- _Data shown_:
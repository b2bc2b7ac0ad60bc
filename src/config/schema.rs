use std::path::PathBuf;

use serde::Deserialize;

/// Top-level application settings loaded from `config.toml`.
///
/// File format: TOML
/// Default path (Linux/XDG): `$XDG_CONFIG_HOME/tunebox/config.toml` or `~/.config/tunebox/config.toml`
///
/// Precedence (highest wins):
/// 1) Environment variables (prefix `TUNEBOX__`, `__` as nested separator)
/// 2) Config file (if present)
/// 3) Struct defaults
#[derive(Debug, Clone, Default, Deserialize)]
#[serde(default)]
pub struct Settings {
    pub library: LibrarySettings,
    pub playback: PlaybackSettings,
    pub now_playing: NowPlayingSettings,
    pub log: LogSettings,
}

#[derive(Debug, Clone, Deserialize)]
#[serde(default)]
pub struct LibrarySettings {
    /// Directory holding imported tracks. `None` uses the XDG data directory.
    pub root: Option<PathBuf>,
    /// File extensions to treat as audio (case-insensitive, without dot).
    pub extensions: Vec<String>,
    /// Whether to list hidden files (dotfiles).
    pub include_hidden: bool,
}

impl Default for LibrarySettings {
    fn default() -> Self {
        Self {
            root: None,
            extensions: vec!["mp3".into()],
            include_hidden: false,
        }
    }
}

#[derive(Debug, Clone, Deserialize)]
#[serde(default)]
pub struct PlaybackSettings {
    /// Interval of the progress ticker (milliseconds).
    pub tick_interval_ms: u64,
    /// Start playing as soon as a track is selected.
    pub autoplay_on_select: bool,
    /// Number of seconds to scrub when pressing `h` / `l`.
    pub scrub_seconds: u64,
}

impl Default for PlaybackSettings {
    fn default() -> Self {
        Self {
            tick_interval_ms: 1000,
            autoplay_on_select: true,
            scrub_seconds: 5,
        }
    }
}

#[derive(Debug, Clone, Deserialize)]
#[serde(default)]
pub struct NowPlayingSettings {
    /// Export the session over MPRIS.
    pub enabled: bool,
    /// Player identity; also the suffix of the bus name.
    pub identity: String,
}

impl Default for NowPlayingSettings {
    fn default() -> Self {
        Self {
            enabled: true,
            identity: "tunebox".to_string(),
        }
    }
}

#[derive(Debug, Clone, Deserialize)]
#[serde(default)]
pub struct LogSettings {
    /// `tracing_subscriber::EnvFilter` directive used when `RUST_LOG` is unset.
    pub filter: String,
}

impl Default for LogSettings {
    fn default() -> Self {
        Self {
            filter: "info".to_string(),
        }
    }
}
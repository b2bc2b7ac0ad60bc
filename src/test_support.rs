//! Fixtures shared by the unit tests: tiny MP3 buffers and a fake audio
//! output with a manually advanced clock.

use std::sync::{Arc, Mutex};
use std::time::Duration;

use crate::audio::{AudioOutput, PlayerHandle};
use crate::error::PlaybackError;

/// ID3v2.3 tag holding ISO-8859-1 text frames.
pub(crate) fn id3v23(frames: &[(&str, &str)]) -> Vec<u8> {
    let mut body = Vec::new();
    for (id, text) in frames {
        let mut payload = vec![0u8];
        payload.extend_from_slice(text.as_bytes());
        body.extend_from_slice(id.as_bytes());
        body.extend_from_slice(&(payload.len() as u32).to_be_bytes());
        body.extend_from_slice(&[0, 0]);
        body.extend_from_slice(&payload);
    }
    let size = body.len() as u32;
    let syncsafe = [
        ((size >> 21) & 0x7f) as u8,
        ((size >> 14) & 0x7f) as u8,
        ((size >> 7) & 0x7f) as u8,
        (size & 0x7f) as u8,
    ];
    let mut out = b"ID3\x03\x00\x00".to_vec();
    out.extend_from_slice(&syncsafe);
    out.extend_from_slice(&body);
    out
}

/// Silent MPEG-1 Layer III frames (128 kbps, 44.1 kHz).
pub(crate) fn mpeg_frames(count: usize) -> Vec<u8> {
    const FRAME_LEN: usize = 417;
    let mut out = Vec::with_capacity(count * FRAME_LEN);
    for _ in 0..count {
        let mut frame = vec![0u8; FRAME_LEN];
        frame[..4].copy_from_slice(&[0xFF, 0xFB, 0x90, 0x64]);
        out.extend_from_slice(&frame);
    }
    out
}

pub(crate) fn mp3_with_tags(frames: &[(&str, &str)]) -> Vec<u8> {
    let mut out = id3v23(frames);
    out.extend_from_slice(&mpeg_frames(16));
    out
}

/// Buffers starting with this marker fail to "decode" in `FakeOutput`.
pub(crate) const CORRUPT: &[u8] = b"CORRUPT";

#[derive(Debug, Default)]
pub(crate) struct FakeClock {
    pub position: Duration,
    pub playing: bool,
    pub live_handles: usize,
    pub opened: usize,
}

pub(crate) type SharedClock = Arc<Mutex<FakeClock>>;

/// Advance the clock of every playing fake handle by `by`.
pub(crate) fn advance(clock: &SharedClock, by: Duration) {
    let mut c = clock.lock().unwrap();
    if c.playing {
        c.position += by;
    }
}

pub(crate) struct FakeOutput {
    pub clock: SharedClock,
    pub duration: Duration,
}

impl FakeOutput {
    pub(crate) fn new(duration: Duration) -> (Self, SharedClock) {
        let clock = SharedClock::default();
        (
            Self {
                clock: clock.clone(),
                duration,
            },
            clock,
        )
    }
}

impl AudioOutput for FakeOutput {
    fn open(&mut self, bytes: Arc<[u8]>) -> Result<Box<dyn PlayerHandle>, PlaybackError> {
        if bytes.is_empty() || bytes.starts_with(CORRUPT) {
            return Err(PlaybackError::Decode("unrecognised format".into()));
        }
        let mut c = self.clock.lock().unwrap();
        c.position = Duration::ZERO;
        c.playing = false;
        c.live_handles += 1;
        c.opened += 1;
        Ok(Box::new(FakeHandle {
            clock: self.clock.clone(),
            duration: self.duration,
        }))
    }
}

struct FakeHandle {
    clock: SharedClock,
    duration: Duration,
}

impl PlayerHandle for FakeHandle {
    fn duration(&self) -> Duration {
        self.duration
    }

    fn position(&self) -> Duration {
        self.clock.lock().unwrap().position
    }

    fn is_finished(&self) -> bool {
        self.clock.lock().unwrap().position >= self.duration
    }

    fn play(&mut self) {
        self.clock.lock().unwrap().playing = true;
    }

    fn pause(&mut self) {
        self.clock.lock().unwrap().playing = false;
    }

    fn seek(&mut self, to: Duration) {
        self.clock.lock().unwrap().position = to;
    }

    fn stop(&mut self) {
        let mut c = self.clock.lock().unwrap();
        c.playing = false;
        c.position = Duration::ZERO;
    }
}

impl Drop for FakeHandle {
    fn drop(&mut self) {
        if let Ok(mut c) = self.clock.lock() {
            c.live_handles -= 1;
        }
    }
}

- _Task instructions_:
Looking at the entries above, how many lines contain the word "extensions"? Answer with the number alone.

- _Task output_:
3